Cluster bomb facts for kids
A cluster munition is a form of air-dropped or ground-launched explosive weapon that releases or ejects smaller submunitions. Commonly, this is a cluster bomb that ejects explosive bomblets that are designed to kill personnel and destroy vehicles. Other cluster munitions are designed to destroy runways or electric power transmission lines, disperse chemical or biological weapons, or to scatter land mines. Some submunition-based weapons can disperse non-munitions, such as leaflets.
Because cluster bombs release many small bomblets over a wide area, they pose risks to civilians both during attacks and afterwards. Unexploded bomblets can kill or maim civilians and/or unintended targets long after a conflict has ended, and are costly to locate and remove.

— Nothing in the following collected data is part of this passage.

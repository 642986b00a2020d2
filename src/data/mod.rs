//! Data module: id-keyed entity storage
#![warn(missing_docs)]

pub mod entity_store;

pub use entity_store::EntityStore;
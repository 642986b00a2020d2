#![allow(dead_code)]
use octree_patch::prelude::*;

/// Uniform quadtree patch over the unit square, already imported.
pub fn quad_patch(level: u8) -> OctreePatch<QuadTree> {
    let config = PatchConfig {
        dimension: 2,
        dh: 1.0 / f64::from(1u32 << level),
        max_level: 8,
        ..PatchConfig::default()
    };
    let mut patch = OctreePatch::<QuadTree>::new(&config).unwrap();
    patch.update(false).unwrap();
    patch
}

/// Uniform octree patch over the unit cube, already imported.
pub fn oct_patch(level: u8) -> OctreePatch<OcTree> {
    let config = PatchConfig {
        dimension: 3,
        dh: 1.0 / f64::from(1u32 << level),
        max_level: 6,
        ..PatchConfig::default()
    };
    let mut patch = OctreePatch::<OcTree>::new(&config).unwrap();
    patch.update(false).unwrap();
    patch
}

/// Records of one kind.
pub fn records(infos: &[AdaptionInfo], kind: AdaptionType, entity: AdaptionEntity) -> Vec<&AdaptionInfo> {
    infos
        .iter()
        .filter(|i| i.kind == kind && i.entity == entity)
        .collect()
}

/// Per cell, keyed by centroid, the neighbour count on every face.
pub fn face_signature<T: SpatialTree>(patch: &OctreePatch<T>) -> Vec<([i64; 3], Vec<usize>)> {
    let mut out: Vec<_> = patch
        .cells()
        .map(|cell| {
            let centre = patch.cell_position(cell.id()).unwrap();
            let key = centre.map(|c| (c * 1.0e6).round() as i64);
            let counts = (0..cell.face_count())
                .map(|f| cell.face_adjacency_count(f))
                .collect();
            (key, counts)
        })
        .collect();
    out.sort();
    out
}

/// Assert vec is a permutation of another vec (order-agnostic).
pub fn assert_permutation<T: Ord + Copy + std::fmt::Debug>(got: &[T], want: &[T]) {
    let mut a = got.to_vec();
    a.sort_unstable();
    let mut b = want.to_vec();
    b.sort_unstable();
    assert_eq!(a, b, "not a permutation\n got={:?}\nwant={:?}", got, want);
}
impl<const D: usize> LinearTree<D> {
    /// Single-process tree made of the root octant.
    pub fn new(origin: [f64; 3], length: f64, max_level: u8) -> Result<Self, MeshError> {
        Self::distributed(origin, length, max_level, 0, 1)
    }

    /// Tree replicated over `n_procs` ranks; the root starts on rank 0.
    pub fn distributed(
        origin: [f64; 3],
        length: f64,
        max_level: u8,
        rank: usize,
        n_procs: usize,
    ) -> Result<Self, MeshError> {
        if D != 2 && D != 3 {
            return Err(MeshError::UnsupportedDimension(D));
        }
        if max_level > MAX_LEVEL {
            return Err(MeshError::Tree(format!(
                "maximum level {max_level} exceeds the supported {MAX_LEVEL}"
            )));
        }
        if n_procs == 0 || rank >= n_procs {
            return Err(MeshError::Tree(format!("rank {rank} invalid for {n_procs} processes")));
        }
        if !(length > 0.0) {
            return Err(MeshError::Tree(format!("invalid domain length {length}")));
        }
        let mut partition = vec![1; n_procs + 1];
        partition[0] = 0;
        let mut tree = Self {
            leaves: vec![Octant::root()],
            lookup: HashMap::new(),
            markers: vec![0],
            balance: vec![true],
            partition,
            ghosts: Vec::new(),
            rank,
            n_procs,
            max_level,
            origin,
            length,
            tolerance: DEFAULT_TOLERANCE,
            new_r: Vec::new(),
            new_c: Vec::new(),
            mapping: None,
            sent: SentRanges::new(),
        };
        tree.rebuild_lookup();
        tree.rebuild_ghosts();
        tree.reset_flags();
        Ok(tree)
    }

    /// Total number of leaves over all ranks.
    pub fn global_count(&self) -> usize {
        self.leaves.len()
    }

    /// Global index of internal leaf `id`.
    pub fn global_index(&self, id: u32) -> Result<usize, MeshError> {
        self.locate(OctantInfo::internal(id))
    }

    /// Leaf behind an address.
    pub fn octant(&self, octant: OctantInfo) -> Result<Octant<D>, MeshError> {
        Ok(self.leaves[self.locate(octant)?])
    }

    /// Set a marker by global index, on any rank.
    pub fn set_global_marker(&mut self, global: usize, marker: i8) -> Result<(), MeshError> {
        let slot = self
            .markers
            .get_mut(global)
            .ok_or_else(|| MeshError::Tree(format!("global octant {global} out of range")))?;
        *slot = marker;
        Ok(())
    }

    /// Global range owned by `rank`.
    pub fn owned_range(&self, rank: usize) -> std::ops::Range<usize> {
        self.partition[rank]..self.partition[rank + 1]
    }

    fn first(&self) -> usize {
        self.partition[self.rank]
    }

    fn owner_of(partition: &[usize], global: usize) -> usize {
        partition.partition_point(|&start| start <= global) - 1
    }

    fn is_owned(&self, global: usize) -> bool {
        self.owned_range(self.rank).contains(&global)
    }

    fn locate(&self, octant: OctantInfo) -> Result<usize, MeshError> {
        let found = if octant.internal {
            let global = self.first() + octant.id as usize;
            self.is_owned(global).then_some(global)
        } else {
            self.ghosts.get(octant.id as usize).copied()
        };
        found.ok_or_else(|| {
            MeshError::Tree(format!(
                "no {} octant {}",
                if octant.internal { "internal" } else { "ghost" },
                octant.id
            ))
        })
    }

    fn address_of(&self, global: usize) -> Option<OctantInfo> {
        if self.is_owned(global) {
            Some(OctantInfo::internal((global - self.first()) as u32))
        } else {
            self.ghosts
                .binary_search(&global)
                .ok()
                .map(|pos| OctantInfo::ghost(pos as u32))
        }
    }

    fn rebuild_lookup(&mut self) {
        self.lookup = self
            .leaves
            .iter()
            .enumerate()
            .map(|(idx, leaf)| (*leaf, idx))
            .collect();
    }

    fn reset_flags(&mut self) {
        let n = self.octant_count();
        self.new_r = vec![false; n];
        self.new_c = vec![false; n];
    }

    /// Leaves touching `octant` across the box at `offset`, in global order.
    fn neighbours_of(&self, octant: &Octant<D>, offset: [i32; 3]) -> Vec<usize> {
        let Some(target) = octant.shifted(offset) else {
            return Vec::new();
        };
        // same size or coarser
        let mut cursor = Some(target);
        while let Some(candidate) = cursor {
            if let Some(&global) = self.lookup.get(&candidate) {
                return vec![global];
            }
            cursor = candidate.parent();
        }
        // finer: only children on the side facing the octant
        let mut found = Vec::new();
        let mut stack = vec![target];
        while let Some(parent) = stack.pop() {
            if parent.level >= self.max_level {
                continue;
            }
            for (k, child) in parent.children().into_iter().enumerate() {
                let facing = (0..D).all(|axis| match offset[axis] {
                    1 => (k >> axis) & 1 == 0,
                    -1 => (k >> axis) & 1 == 1,
                    _ => true,
                });
                if !facing {
                    continue;
                }
                match self.lookup.get(&child) {
                    Some(&global) => found.push(global),
                    None => stack.push(child),
                }
            }
        }
        found.sort_unstable();
        found
    }

    fn all_offsets() -> Vec<[i32; 3]> {
        (0..D)
            .map(|_| -1i32..=1)
            .multi_cartesian_product()
            .filter(|o| o.iter().any(|&c| c != 0))
            .map(|o| {
                let mut offset = [0i32; 3];
                offset[..D].copy_from_slice(&o);
                offset
            })
            .collect()
    }

    fn rebuild_ghosts(&mut self) {
        let offsets = Self::all_offsets();
        let mut ghosts = HashSet::new();
        for global in self.owned_range(self.rank) {
            let leaf = self.leaves[global];
            for offset in &offsets {
                ghosts.extend(
                    self.neighbours_of(&leaf, *offset)
                        .into_iter()
                        .filter(|&g| !self.is_owned(g)),
                );
            }
        }
        self.ghosts = ghosts.into_iter().sorted_unstable().collect();
    }

    fn to_coords(&self, point: [u32; D]) -> [f64; 3] {
        let scale = self.length / f64::from(1u32 << MAX_LEVEL);
        let mut coords = self.origin;
        for axis in 0..D {
            coords[axis] += f64::from(point[axis]) * scale;
        }
        coords
    }

    /// Effective level of a leaf once the pending refinements are applied.
    fn effective_level(&self, global: usize, refine: &HashSet<usize>) -> u8 {
        self.leaves[global].level + u8::from(refine.contains(&global))
    }

    fn finest_face_neighbour(&self, octant: &Octant<D>, refine: &HashSet<usize>) -> Option<u8> {
        (0..2 * D)
            .filter_map(|face| entity_offset(D, 1, face))
            .flat_map(|offset| self.neighbours_of(octant, offset))
            .map(|g| self.effective_level(g, refine))
            .max()
    }

    /// One adapt sweep. Updates `origin`/`change` to follow the new leaves.
    fn adapt_step(
        &mut self,
        owners: &mut Vec<usize>,
        origin: &mut Vec<Vec<usize>>,
        change: &mut Vec<Change>,
    ) -> bool {
        let mut refine: HashSet<usize> = (0..self.leaves.len())
            .filter(|&g| self.markers[g] > 0 && self.leaves[g].level < self.max_level)
            .collect();

        // 2:1 balance across faces, one level per sweep
        loop {
            let extra: Vec<usize> = (0..self.leaves.len())
                .filter(|g| self.balance[*g] && !refine.contains(g))
                .filter(|&g| self.leaves[g].level < self.max_level)
                .filter(|&g| {
                    let level = self.leaves[g].level;
                    self.finest_face_neighbour(&self.leaves[g], &refine)
                        .is_some_and(|finest| finest > level + 1)
                })
                .collect();
            if extra.is_empty() {
                break;
            }
            refine.extend(extra);
        }

        let family = 1usize << D;
        let mut coarsen: HashMap<usize, Octant<D>> = HashMap::new();
        for (g, leaf) in self.leaves.iter().enumerate() {
            if coarsen.contains_key(&g) || self.markers[g] >= 0 || refine.contains(&g) {
                continue;
            }
            let Some(parent) = leaf.parent() else {
                continue;
            };
            let siblings: Option<Vec<usize>> = parent
                .children()
                .iter()
                .map(|child| self.lookup.get(child).copied())
                .collect();
            let Some(siblings) = siblings else {
                continue;
            };
            if siblings.len() != family
                || siblings
                    .iter()
                    .any(|s| self.markers[*s] >= 0 || refine.contains(s))
            {
                continue;
            }
            if siblings.iter().any(|s| self.balance[*s])
                && self
                    .finest_face_neighbour(&parent, &refine)
                    .is_some_and(|finest| finest > parent.level + 1)
            {
                continue;
            }
            for s in siblings {
                coarsen.insert(s, parent);
            }
        }

        if refine.is_empty() && coarsen.is_empty() {
            return false;
        }

        let n = self.leaves.len();
        let mut leaves = Vec::with_capacity(n + refine.len() * family);
        let mut markers = Vec::with_capacity(leaves.capacity());
        let mut balance = Vec::with_capacity(leaves.capacity());
        let mut new_owners = Vec::with_capacity(leaves.capacity());
        let mut new_origin = Vec::with_capacity(leaves.capacity());
        let mut new_change = Vec::with_capacity(leaves.capacity());
        let mut g = 0;
        while g < n {
            if refine.contains(&g) {
                for child in self.leaves[g].children() {
                    leaves.push(child);
                    markers.push((self.markers[g] - 1).max(0));
                    balance.push(self.balance[g]);
                    new_owners.push(owners[g]);
                    new_origin.push(origin[g].clone());
                    new_change.push(Change::Refined);
                }
                g += 1;
            } else if let Some(parent) = coarsen.get(&g) {
                let members = g..g + family;
                leaves.push(*parent);
                markers.push((self.markers[g] + 1).min(0));
                balance.push(members.clone().any(|m| self.balance[m]));
                new_owners.push(owners[g]);
                new_origin.push(members.clone().flat_map(|m| origin[m].clone()).collect());
                new_change.push(Change::Coarsened);
                g += family;
            } else {
                leaves.push(self.leaves[g]);
                markers.push(self.markers[g]);
                balance.push(self.balance[g]);
                new_owners.push(owners[g]);
                new_origin.push(std::mem::take(&mut origin[g]));
                new_change.push(change[g]);
                g += 1;
            }
        }
        debug_assert!(leaves.windows(2).all(|w| w[0].morton() < w[1].morton()));

        self.leaves = leaves;
        self.markers = markers;
        self.balance = balance;
        *owners = new_owners;
        *origin = new_origin;
        *change = new_change;
        self.rebuild_lookup();
        true
    }

    fn partition_from_owners(&self, owners: &[usize]) -> Vec<usize> {
        (0..=self.n_procs)
            .map(|rank| owners.partition_point(|&o| o < rank))
            .collect()
    }

    /// Express a previous global index as seen by this rank before the change.
    fn previous_address(
        &self,
        global: usize,
        prev_partition: &[usize],
        prev_ghosts: &[usize],
    ) -> MappedOctant {
        let rank = Self::owner_of(prev_partition, global);
        if rank == self.rank {
            MappedOctant {
                id: (global - prev_partition[rank]) as u32,
                ghost: false,
                rank,
            }
        } else {
            match prev_ghosts.binary_search(&global) {
                Ok(pos) => MappedOctant {
                    id: pos as u32,
                    ghost: true,
                    rank,
                },
                Err(_) => MappedOctant {
                    id: global as u32,
                    ghost: false,
                    rank,
                },
            }
        }
    }
}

From the 1970s to the 1990s cluster bombs became standard air-dropped munitions for many nations, in a wide variety of types. They have been produced by 34 countries and used in at least 23.
Cluster munitions are prohibited for those nations that ratify the Convention on Cluster Munitions, adopted in Dublin, Ireland in May 2008. The Convention entered into force and became binding international law upon ratifying states on 1 August 2010, six months after being ratified by 30 states. As of 1 October 2015, a total of 118 states have joined the Convention, as 98 States parties and 20 Signatories.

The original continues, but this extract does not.